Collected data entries
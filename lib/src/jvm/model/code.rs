use crate::jvm::class_file::{
    self, BytecodeArray, BytecodeIndex, ConstantsPool, ConstantsWriter, LineNumberTable,
    LocalVariableTable, LocalVariableTypeTable, SerializableVerificationType, StackMapFrame,
    StackMapTable,
};
use crate::jvm::code::{
    assemble, decode_bytecode, BranchInstruction, CodeElement, Decoded, Frame, Instruction, Label,
    LayoutElement, VerificationType,
};
use crate::jvm::model::{
    stack_depth, ConstantData, ConstantResolver, FieldRef, InvokeDynamic, MethodRef, RawAttribute,
};
use crate::jvm::{BinaryName, Error, MethodDescriptor, RefType, UnqualifiedName};
use crate::util::Offset;
use std::collections::{BTreeMap, BTreeSet};

/// Non-branching instruction with symbolic operands
pub type CodeInstruction =
    Instruction<RefType<BinaryName>, ConstantData, FieldRef, MethodRef, InvokeDynamic>;

/// Branch instruction jumping to labels
pub type CodeBranchInstruction = BranchInstruction<Label, Label>;

/// Element of a method body
pub type Element = CodeElement<CodeInstruction, CodeBranchInstruction>;

/// Stack map frame, with `uninitialized` types pointing at the label of their `new` instruction
pub type CodeFrame = Frame<RefType<BinaryName>, Label>;

/// Semantic representation of a method body
#[derive(Debug, Clone, PartialEq)]
pub struct Code {
    /// Maximum operand stack depth (`None` means it gets computed when lowering)
    pub max_stack: Option<u16>,

    /// Number of local variable slots (`None` means it gets computed when lowering)
    pub max_locals: Option<u16>,

    pub instructions: Vec<Element>,
    pub exception_handlers: Vec<ExceptionHandler>,
    pub line_numbers: Vec<LineNumber>,
    pub local_variables: Vec<LocalVariable>,

    /// Same as `local_variables`, but with generic signatures in the `descriptor` field
    pub local_variable_types: Vec<LocalVariable>,

    /// Explicit stack map frames, keyed by the label where they apply
    pub frames: Vec<(Label, CodeFrame)>,

    pub attributes: Vec<RawAttribute>,
}

#[derive(Debug, Clone, PartialEq)]
pub struct ExceptionHandler {
    /// Start of the protected range (inclusive)
    pub start: Label,

    /// End of the protected range (exclusive)
    pub end: Label,

    pub handler: Label,

    /// Type of exception caught (`None` catches everything)
    pub catch_type: Option<BinaryName>,
}

#[derive(Debug, Clone, PartialEq)]
pub struct LineNumber {
    pub start: Label,
    pub line_number: u16,
}

#[derive(Debug, Clone, PartialEq)]
pub struct LocalVariable {
    pub start: Label,
    pub end: Label,
    pub name: String,
    pub descriptor: String,
    pub index: u16,
}

/// Details of the method a body belongs to
///
/// Stack map frames are stored relative to an implicit initial frame, which depends on these.
pub struct MethodContext<'a> {
    pub class_name: &'a BinaryName,
    pub method_name: &'a UnqualifiedName,
    pub descriptor: &'a MethodDescriptor<BinaryName>,
    pub is_static: bool,
}

impl<'a> MethodContext<'a> {
    /// Frame on entry to the method
    pub fn initial_frame<U>(&self) -> Frame<RefType<BinaryName>, U> {
        let mut locals = vec![];
        if !self.is_static {
            if *self.method_name == UnqualifiedName::INIT && *self.class_name != BinaryName::OBJECT
            {
                locals.push(VerificationType::UninitializedThis);
            } else {
                locals.push(VerificationType::Object(RefType::Object(
                    self.class_name.clone(),
                )));
            }
        }
        for parameter in &self.descriptor.parameters {
            locals.push(VerificationType::from(parameter.clone()));
        }
        Frame {
            locals,
            stack: vec![],
        }
    }
}
use crate::jvm::model::Class;
use crate::jvm::Name;
use crate::transform::properties::Properties;
use crate::transform::{
    AssetTransformer, ClassTransformer, Diagnostics, Error, FileAccess, InjectionConfig,
    RemapInjectables, TransformExpectPlatform, Transformer, TransformerContext,
};

/// Every transform of a build, sharing one configuration
#[derive(Debug, Clone)]
pub struct Injector {
    config: InjectionConfig,
    pub expect_platform: TransformExpectPlatform,
    pub remap_injectables: RemapInjectables,
}

impl Injector {
    /// Configure from the global properties of the build
    pub fn new(properties: &Properties) -> Injector {
        Injector::with_config(InjectionConfig::from_properties(properties))
    }

    pub fn with_config(config: InjectionConfig) -> Injector {
        Injector {
            config,
            expect_platform: TransformExpectPlatform::new(),
            remap_injectables: RemapInjectables::new(),
        }
    }

    pub fn config(&self) -> &InjectionConfig {
        &self.config
    }

    /// Hand transformer-level properties to every transform
    pub fn supply_properties(&mut self, properties: &Properties) {
        self.expect_platform.supply_properties(properties);
        self.remap_injectables.supply_properties(properties);
    }

    /// Run the class transforms, in order
    pub fn transform_class(
        &self,
        class: Class,
        diagnostics: &mut Diagnostics,
    ) -> Result<Class, Error> {
        let class = self
            .expect_platform
            .edit_class(&self.config, class, diagnostics)?;
        self.remap_injectables
            .edit_class(&self.config, class, diagnostics)
    }

    /// Run the class transforms over the bytes of a class
    ///
    /// Returns `None` if the class is left as it is, in which case the original bytes should be
    /// used unchanged.
    pub fn transform_class_bytes(
        &self,
        bytes: &[u8],
        diagnostics: &mut Diagnostics,
    ) -> Result<Option<Vec<u8>>, Error> {
        if !self.config.inject_enabled {
            return Ok(None);
        }

        let original = Class::parse(bytes)?;
        let transformed = self.transform_class(original.clone(), diagnostics)?;
        if transformed == original {
            return Ok(None);
        }

        log::debug!("Rewrote {}", transformed.name.as_str());
        Ok(Some(transformed.to_bytes()?))
    }

    /// Emit the classes the transformed classes depend on
    pub fn inject_assets(
        &self,
        context: &dyn TransformerContext,
        output: &mut dyn FileAccess,
    ) -> Result<(), Error> {
        self.remap_injectables
            .edit_assets(&self.config, context, output)
    }
}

▶ [ABOUT THIS TASK] Write out all the data again, exactly as it appears.

▶ [ANSWER TO THIS TASK]
filename lib/src/jvm/model/code.rs
use crate::jvm::class_file::{
    self, BytecodeArray, BytecodeIndex, ConstantsPool, ConstantsWriter, LineNumberTable,
    LocalVariableTable, LocalVariableTypeTable, SerializableVerificationType, StackMapFrame,
    StackMapTable,
};
use crate::jvm::code::{
    assemble, decode_bytecode, BranchInstruction, CodeElement, Decoded, Frame, Instruction, Label,
    LayoutElement, VerificationType,
};
use crate::jvm::model::{
    stack_depth, ConstantData, ConstantResolver, FieldRef, InvokeDynamic, MethodRef, RawAttribute,
};
use crate::jvm::{BinaryName, Error, MethodDescriptor, RefType, UnqualifiedName};
use crate::util::Offset;
use std::collections::{BTreeMap, BTreeSet};

/// Non-branching instruction with symbolic operands
pub type CodeInstruction =
    Instruction<RefType<BinaryName>, ConstantData, FieldRef, MethodRef, InvokeDynamic>;

/// Branch instruction jumping to labels
pub type CodeBranchInstruction = BranchInstruction<Label, Label>;

/// Element of a method body
pub type Element = CodeElement<CodeInstruction, CodeBranchInstruction>;

/// Stack map frame, with `uninitialized` types pointing at the label of their `new` instruction
pub type CodeFrame = Frame<RefType<BinaryName>, Label>;

/// Semantic representation of a method body
#[derive(Debug, Clone, PartialEq)]
pub struct Code {
    /// Maximum operand stack depth (`None` means it gets computed when lowering)
    pub max_stack: Option<u16>,

    /// Number of local variable slots (`None` means it gets computed when lowering)
    pub max_locals: Option<u16>,

    pub instructions: Vec<Element>,
    pub exception_handlers: Vec<ExceptionHandler>,
    pub line_numbers: Vec<LineNumber>,
    pub local_variables: Vec<LocalVariable>,

    /// Same as `local_variables`, but with generic signatures in the `descriptor` field
    pub local_variable_types: Vec<LocalVariable>,

    /// Explicit stack map frames, keyed by the label where they apply
    pub frames: Vec<(Label, CodeFrame)>,

    pub attributes: Vec<RawAttribute>,
}

#[derive(Debug, Clone, PartialEq)]
pub struct ExceptionHandler {
    /// Start of the protected range (inclusive)
    pub start: Label,

    /// End of the protected range (exclusive)
    pub end: Label,

    pub handler: Label,

    /// Type of exception caught (`None` catches everything)
    pub catch_type: Option<BinaryName>,
}

#[derive(Debug, Clone, PartialEq)]
pub struct LineNumber {
    pub start: Label,
    pub line_number: u16,
}

#[derive(Debug, Clone, PartialEq)]
pub struct LocalVariable {
    pub start: Label,
    pub end: Label,
    pub name: String,
    pub descriptor: String,
    pub index: u16,
}

/// Details of the method a body belongs to
///
/// Stack map frames are stored relative to an implicit initial frame, which depends on these.
pub struct MethodContext<'a> {
    pub class_name: &'a BinaryName,
    pub method_name: &'a UnqualifiedName,
    pub descriptor: &'a MethodDescriptor<BinaryName>,
    pub is_static: bool,
}

impl<'a> MethodContext<'a> {
    /// Frame on entry to the method
    pub fn initial_frame<U>(&self) -> Frame<RefType<BinaryName>, U> {
        let mut locals = vec![];
        if !self.is_static {
            if *self.method_name == UnqualifiedName::INIT && *self.class_name != BinaryName::OBJECT
            {
                locals.push(VerificationType::UninitializedThis);
            } else {
                locals.push(VerificationType::Object(RefType::Object(
                    self.class_name.clone(),
                )));
            }
        }
        for parameter in &self.descriptor.parameters {
            locals.push(VerificationType::from(parameter.clone()));
        }
        Frame {
            locals,
            stack: vec![],
        }
    }
}
use crate::jvm::model::Class;
use crate::jvm::Name;
use crate::transform::properties::Properties;
use crate::transform::{
    AssetTransformer, ClassTransformer, Diagnostics, Error, FileAccess, InjectionConfig,
    RemapInjectables, TransformExpectPlatform, Transformer, TransformerContext,
};

/// Every transform of a build, sharing one configuration
#[derive(Debug, Clone)]
pub struct Injector {
    config: InjectionConfig,
    pub expect_platform: TransformExpectPlatform,
    pub remap_injectables: RemapInjectables,
}

impl Injector {
    /// Configure from the global properties of the build
    pub fn new(properties: &Properties) -> Injector {
        Injector::with_config(InjectionConfig::from_properties(properties))
    }

    pub fn with_config(config: InjectionConfig) -> Injector {
        Injector {
            config,
            expect_platform: TransformExpectPlatform::new(),
            remap_injectables: RemapInjectables::new(),
        }
    }

    pub fn config(&self) -> &InjectionConfig {
        &self.config
    }

    /// Hand transformer-level properties to every transform
    pub fn supply_properties(&mut self, properties: &Properties) {
        self.expect_platform.supply_properties(properties);
        self.remap_injectables.supply_properties(properties);
    }

    /// Run the class transforms, in order
    pub fn transform_class(
        &self,
        class: Class,
        diagnostics: &mut Diagnostics,
    ) -> Result<Class, Error> {
        let class = self
            .expect_platform
            .edit_class(&self.config, class, diagnostics)?;
        self.remap_injectables
            .edit_class(&self.config, class, diagnostics)
    }

    /// Run the class transforms over the bytes of a class
    ///
    /// Returns `None` if the class is left as it is, in which case the original bytes should be
    /// used unchanged.
    pub fn transform_class_bytes(
        &self,
        bytes: &[u8],
        diagnostics: &mut Diagnostics,
    ) -> Result<Option<Vec<u8>>, Error> {
        if !self.config.inject_enabled {
            return Ok(None);
        }

        let original = Class::parse(bytes)?;
        let transformed = self.transform_class(original.clone(), diagnostics)?;
        if transformed == original {
            return Ok(None);
        }

        log::debug!("Rewrote {}", transformed.name.as_str());
        Ok(Some(transformed.to_bytes()?))
    }

    /// Emit the classes the transformed classes depend on
    pub fn inject_assets(
        &self,
        context: &dyn TransformerContext,
        output: &mut dyn FileAccess,
    ) -> Result<(), Error> {
        self.remap_injectables
            .edit_assets(&self.config, context, output)
    }
}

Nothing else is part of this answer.